## Exercise aim:
The expected reply is all of the data, returned exactly.

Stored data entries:
====

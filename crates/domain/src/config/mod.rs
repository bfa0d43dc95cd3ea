mod auth;
mod llm;
mod observability;
mod quota;
mod server;

pub use auth::*;
pub use llm::*;
pub use observability::*;
pub use quota::*;
pub use server::*;

use serde::{Deserialize, Serialize};
use std::collections::HashSet;
use std::fmt;

// ━━━━━━━━━━━━━━━━━━━━━━━━━━━━━━━━━━━━━━━━━━━━━━━━━━━━━━━━━━━━━━━━━━
// Top-level config
// ━━━━━━━━━━━━━━━━━━━━━━━━━━━━━━━━━━━━━━━━━━━━━━━━━━━━━━━━━━━━━━━━━━

#[derive(Debug, Clone, Serialize, Deserialize, Default)]
pub struct Config {
    #[serde(default)]
    pub server: ServerConfig,
    #[serde(default)]
    pub auth: AuthConfig,
    #[serde(default)]
    pub llm: LlmConfig,
    #[serde(default)]
    pub quota: QuotaConfig,
    #[serde(default)]
    pub observability: ObservabilityConfig,
}

// ━━━━━━━━━━━━━━━━━━━━━━━━━━━━━━━━━━━━━━━━━━━━━━━━━━━━━━━━━━━━━━━━━━
// Config validation
// ━━━━━━━━━━━━━━━━━━━━━━━━━━━━━━━━━━━━━━━━━━━━━━━━━━━━━━━━━━━━━━━━━━

/// Severity level for a configuration issue.
#[derive(Debug, Clone, Copy, PartialEq, Eq)]
pub enum ConfigSeverity {
    Error,
    Warning,
}

/// A single configuration validation issue.
#[derive(Debug, Clone)]
pub struct ConfigError {
    pub severity: ConfigSeverity,
    pub field: String,
    pub message: String,
}

impl ConfigError {
    fn error(field: impl Into<String>, message: impl Into<String>) -> Self {
        Self {
            severity: ConfigSeverity::Error,
            field: field.into(),
            message: message.into(),
        }
    }

    fn warning(field: impl Into<String>, message: impl Into<String>) -> Self {
        Self {
            severity: ConfigSeverity::Warning,
            field: field.into(),
            message: message.into(),
        }
    }
}

impl fmt::Display for ConfigError {
    fn fmt(&self, f: &mut fmt::Formatter<'_>) -> fmt::Result {
        let tag = match self.severity {
            ConfigSeverity::Error => "ERROR",
            ConfigSeverity::Warning => "WARN",
        };
        write!(f, "[{tag}] {}: {}", self.field, self.message)
    }
}

impl Config {
    /// Validate the configuration and return a list of issues.
    ///
    /// Returns an empty vec when everything looks good.
    pub fn validate(&self) -> Vec<ConfigError> {
        let mut errors = Vec::new();

        if self.server.port == 0 {
            errors.push(ConfigError::error("server.port", "port must be greater than 0"));
        }
        if self.server.host.is_empty() {
            errors.push(ConfigError::error("server.host", "host must not be empty"));
        }
        if self.server.cors.allowed_origins.len() == 1
            && self.server.cors.allowed_origins[0] == "*"
        {
            errors.push(ConfigError::warning(
                "server.cors.allowed_origins",
                "wildcard \"*\" allows all origins (not recommended for production)",
            ));
        }

        // ── auth ──
        if self.auth.is_dev_mode() {
            errors.push(ConfigError::warning(
                "auth.users",
                format!(
                    "no users configured; every request is attributed to \"{}\"",
                    self.auth.dev_user
                ),
            ));
        }
        let mut seen = HashSet::new();
        for (i, user) in self.auth.users.iter().enumerate() {
            if user.id.trim().is_empty() {
                errors.push(ConfigError::error(format!("auth.users[{i}].id"), "user id must not be empty"));
            } else if !seen.insert(user.id.as_str()) {
                errors.push(ConfigError::error(
                    format!("auth.users[{i}].id"),
                    format!("duplicate user id \"{}\"", user.id),
                ));
            }
            match (&user.token_sha256, &user.token_env) {
                (None, None) => errors.push(ConfigError::error(
                    format!("auth.users[{i}]"),
                    "one of token_sha256 or token_env is required",
                )),
                (Some(hash), _) if !is_sha256_hex(hash) => {
                    errors.push(ConfigError::error(
                        format!("auth.users[{i}].token_sha256"),
                        "must be 64 hex characters",
                    ))
                }
                _ => {}
            }
        }

        // ── llm ──
        if self.llm.providers.is_empty() {
            errors.push(ConfigError::warning("llm.providers", "no LLM providers configured"));
        }
        for (i, provider) in self.llm.providers.iter().enumerate() {
            if provider.id.is_empty() {
                errors.push(ConfigError::error(
                    format!("llm.providers[{i}].id"),
                    "provider id must not be empty",
                ));
            }
            if provider.base_url.is_empty() {
                errors.push(ConfigError::error(
                    format!("llm.providers[{i}].base_url"),
                    "provider base_url must not be empty",
                ));
            }
        }
        if !self.llm.providers.is_empty()
            && !self.llm.providers.iter().any(|p| p.id == self.llm.default_provider)
        {
            errors.push(ConfigError::error(
                "llm.default_provider",
                format!("\"{}\" is not a configured provider", self.llm.default_provider),
            ));
        }

        // ── quota ──
        let policies = self.quota.model_policies();
        if !policies.contains_key(&self.quota.fallback_model) {
            errors.push(ConfigError::error(
                "quota.fallback_model",
                format!("no policy for fallback model \"{}\"", self.quota.fallback_model),
            ));
        }
        if !policies.contains_key(&self.llm.default_model) {
            errors.push(ConfigError::warning(
                "llm.default_model",
                format!(
                    "no quota policy for \"{}\"; the fallback policy will apply",
                    self.llm.default_model
                ),
            ));
        }
        if self.quota.retention_days == 0 {
            errors.push(ConfigError::error(
                "quota.retention_days",
                "retention must be at least 1 day (daily windows need 24h of history)",
            ));
        }

        if !(0.0..=1.0).contains(&self.observability.sample_rate) {
            errors.push(ConfigError::error(
                "observability.sample_rate",
                "sample_rate must be between 0.0 and 1.0",
            ));
        }

        errors
    }
}

fn is_sha256_hex(s: &str) -> bool {
    s.len() == 64 && s.chars().all(|c| c.is_ascii_hexdigit())
}

#[cfg(test)]
mod tests {
    use super::*;

    fn has_error(errors: &[ConfigError], field: &str) -> bool {
        errors
            .iter()
            .any(|e| e.severity == ConfigSeverity::Error && e.field == field)
    }

    #[test]
    fn default_config_has_only_warnings() {
        let errors = Config::default().validate();
        assert!(errors.iter().all(|e| e.severity == ConfigSeverity::Warning));
    }

    #[test]
    fn user_without_token_is_rejected() {
        let cfg: Config = toml::from_str(
            r#"
            [[auth.users]]
            id = "alice"
        "#,
        )
        .unwrap();
        assert!(has_error(&cfg.validate(), "auth.users[0]"));
    }

    #[test]
    fn bad_token_hash_is_rejected() {
        let cfg: Config = toml::from_str(
            r#"
            [[auth.users]]
            id = "alice"
            token_sha256 = "not-a-hash"
        "#,
        )
        .unwrap();
        assert!(has_error(&cfg.validate(), "auth.users[0].token_sha256"));
    }

    #[test]
    fn duplicate_user_ids_are_rejected() {
        let cfg: Config = toml::from_str(
            r#"
            [[auth.users]]
            id = "alice"
            token_env = "A"

            [[auth.users]]
            id = "alice"
            token_env = "B"
        "#,
        )
        .unwrap();
        assert!(has_error(&cfg.validate(), "auth.users[1].id"));
    }

    #[test]
    fn unknown_fallback_model_is_rejected() {
        let cfg: Config = toml::from_str(
            r#"
            [quota]
            fallback_model = "nope"
        "#,
        )
        .unwrap();
        assert!(has_error(&cfg.validate(), "quota.fallback_model"));
    }

    #[test]
    fn default_provider_must_exist() {
        let cfg: Config = toml::from_str(
            r#"
            [llm]
            default_provider = "groq"

            [[llm.providers]]
            id = "ollama"
            base_url = "http://localhost:11434/v1"
        "#,
        )
        .unwrap();
        assert!(has_error(&cfg.validate(), "llm.default_provider"));
    }
}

====

## Response to this exercise:
filename crates/domain/src/config/mod.rs
repository bfa0d43dc95cd3ea
mod auth;
mod llm;
mod observability;
mod quota;
mod server;

pub use auth::*;
pub use llm::*;
pub use observability::*;
pub use quota::*;
pub use server::*;

use serde::{Deserialize, Serialize};
use std::collections::HashSet;
use std::fmt;

// ━━━━━━━━━━━━━━━━━━━━━━━━━━━━━━━━━━━━━━━━━━━━━━━━━━━━━━━━━━━━━━━━━━
// Top-level config
// ━━━━━━━━━━━━━━━━━━━━━━━━━━━━━━━━━━━━━━━━━━━━━━━━━━━━━━━━━━━━━━━━━━

#[derive(Debug, Clone, Serialize, Deserialize, Default)]
pub struct Config {
    #[serde(default)]
    pub server: ServerConfig,
    #[serde(default)]
    pub auth: AuthConfig,
    #[serde(default)]
    pub llm: LlmConfig,
    #[serde(default)]
    pub quota: QuotaConfig,
    #[serde(default)]
    pub observability: ObservabilityConfig,
}

// ━━━━━━━━━━━━━━━━━━━━━━━━━━━━━━━━━━━━━━━━━━━━━━━━━━━━━━━━━━━━━━━━━━
// Config validation
// ━━━━━━━━━━━━━━━━━━━━━━━━━━━━━━━━━━━━━━━━━━━━━━━━━━━━━━━━━━━━━━━━━━

/// Severity level for a configuration issue.
#[derive(Debug, Clone, Copy, PartialEq, Eq)]
pub enum ConfigSeverity {
    Error,
    Warning,
}

/// A single configuration validation issue.
#[derive(Debug, Clone)]
pub struct ConfigError {
    pub severity: ConfigSeverity,
    pub field: String,
    pub message: String,
}

impl ConfigError {
    fn error(field: impl Into<String>, message: impl Into<String>) -> Self {
        Self {
            severity: ConfigSeverity::Error,
            field: field.into(),
            message: message.into(),
        }
    }

    fn warning(field: impl Into<String>, message: impl Into<String>) -> Self {
        Self {
            severity: ConfigSeverity::Warning,
            field: field.into(),
            message: message.into(),
        }
    }
}

impl fmt::Display for ConfigError {
    fn fmt(&self, f: &mut fmt::Formatter<'_>) -> fmt::Result {
        let tag = match self.severity {
            ConfigSeverity::Error => "ERROR",
            ConfigSeverity::Warning => "WARN",
        };
        write!(f, "[{tag}] {}: {}", self.field, self.message)
    }
}

impl Config {
    /// Validate the configuration and return a list of issues.
    ///
    /// Returns an empty vec when everything looks good.
    pub fn validate(&self) -> Vec<ConfigError> {
        let mut errors = Vec::new();

        if self.server.port == 0 {
            errors.push(ConfigError::error("server.port", "port must be greater than 0"));
        }
        if self.server.host.is_empty() {
            errors.push(ConfigError::error("server.host", "host must not be empty"));
        }
        if self.server.cors.allowed_origins.len() == 1
            && self.server.cors.allowed_origins[0] == "*"
        {
            errors.push(ConfigError::warning(
                "server.cors.allowed_origins",
                "wildcard \"*\" allows all origins (not recommended for production)",
            ));
        }

        // ── auth ──
        if self.auth.is_dev_mode() {
            errors.push(ConfigError::warning(
                "auth.users",
                format!(
                    "no users configured; every request is attributed to \"{}\"",
                    self.auth.dev_user
                ),
            ));
        }
        let mut seen = HashSet::new();
        for (i, user) in self.auth.users.iter().enumerate() {
            if user.id.trim().is_empty() {
                errors.push(ConfigError::error(format!("auth.users[{i}].id"), "user id must not be empty"));
            } else if !seen.insert(user.id.as_str()) {
                errors.push(ConfigError::error(
                    format!("auth.users[{i}].id"),
                    format!("duplicate user id \"{}\"", user.id),
                ));
            }
            match (&user.token_sha256, &user.token_env) {
                (None, None) => errors.push(ConfigError::error(
                    format!("auth.users[{i}]"),
                    "one of token_sha256 or token_env is required",
                )),
                (Some(hash), _) if !is_sha256_hex(hash) => {
                    errors.push(ConfigError::error(
                        format!("auth.users[{i}].token_sha256"),
                        "must be 64 hex characters",
                    ))
                }
                _ => {}
            }
        }

        // ── llm ──
        if self.llm.providers.is_empty() {
            errors.push(ConfigError::warning("llm.providers", "no LLM providers configured"));
        }
        for (i, provider) in self.llm.providers.iter().enumerate() {
            if provider.id.is_empty() {
                errors.push(ConfigError::error(
                    format!("llm.providers[{i}].id"),
                    "provider id must not be empty",
                ));
            }
            if provider.base_url.is_empty() {
                errors.push(ConfigError::error(
                    format!("llm.providers[{i}].base_url"),
                    "provider base_url must not be empty",
                ));
            }
        }
        if !self.llm.providers.is_empty()
            && !self.llm.providers.iter().any(|p| p.id == self.llm.default_provider)
        {
            errors.push(ConfigError::error(
                "llm.default_provider",
                format!("\"{}\" is not a configured provider", self.llm.default_provider),
            ));
        }

        // ── quota ──
        let policies = self.quota.model_policies();
        if !policies.contains_key(&self.quota.fallback_model) {
            errors.push(ConfigError::error(
                "quota.fallback_model",
                format!("no policy for fallback model \"{}\"", self.quota.fallback_model),
            ));
        }
        if !policies.contains_key(&self.llm.default_model) {
            errors.push(ConfigError::warning(
                "llm.default_model",
                format!(
                    "no quota policy for \"{}\"; the fallback policy will apply",
                    self.llm.default_model
                ),
            ));
        }
        if self.quota.retention_days == 0 {
            errors.push(ConfigError::error(
                "quota.retention_days",
                "retention must be at least 1 day (daily windows need 24h of history)",
            ));
        }

        if !(0.0..=1.0).contains(&self.observability.sample_rate) {
            errors.push(ConfigError::error(
                "observability.sample_rate",
                "sample_rate must be between 0.0 and 1.0",
            ));
        }

        errors
    }
}

fn is_sha256_hex(s: &str) -> bool {
    s.len() == 64 && s.chars().all(|c| c.is_ascii_hexdigit())
}

#[cfg(test)]
mod tests {
    use super::*;

    fn has_error(errors: &[ConfigError], field: &str) -> bool {
        errors
            .iter()
            .any(|e| e.severity == ConfigSeverity::Error && e.field == field)
    }

    #[test]
    fn default_config_has_only_warnings() {
        let errors = Config::default().validate();
        assert!(errors.iter().all(|e| e.severity == ConfigSeverity::Warning));
    }

    #[test]
    fn user_without_token_is_rejected() {
        let cfg: Config = toml::from_str(
            r#"
            [[auth.users]]
            id = "alice"
        "#,
        )
        .unwrap();
        assert!(has_error(&cfg.validate(), "auth.users[0]"));
    }

    #[test]
    fn bad_token_hash_is_rejected() {
        let cfg: Config = toml::from_str(
            r#"
            [[auth.users]]
            id = "alice"
            token_sha256 = "not-a-hash"
        "#,
        )
        .unwrap();
        assert!(has_error(&cfg.validate(), "auth.users[0].token_sha256"));
    }

    #[test]
    fn duplicate_user_ids_are_rejected() {
        let cfg: Config = toml::from_str(
            r#"
            [[auth.users]]
            id = "alice"
            token_env = "A"

            [[auth.users]]
            id = "alice"
            token_env = "B"
        "#,
        )
        .unwrap();
        assert!(has_error(&cfg.validate(), "auth.users[1].id"));
    }

    #[test]
    fn unknown_fallback_model_is_rejected() {
        let cfg: Config = toml::from_str(
            r#"
            [quota]
            fallback_model = "nope"
        "#,
        )
        .unwrap();
        assert!(has_error(&cfg.validate(), "quota.fallback_model"));
    }

    #[test]
    fn default_provider_must_exist() {
        let cfg: Config = toml::from_str(
            r#"
            [llm]
            default_provider = "groq"

            [[llm.providers]]
            id = "ollama"
            base_url = "http://localhost:11434/v1"
        "#,
        )
        .unwrap();
        assert!(has_error(&cfg.validate(), "llm.default_provider"));
    }
}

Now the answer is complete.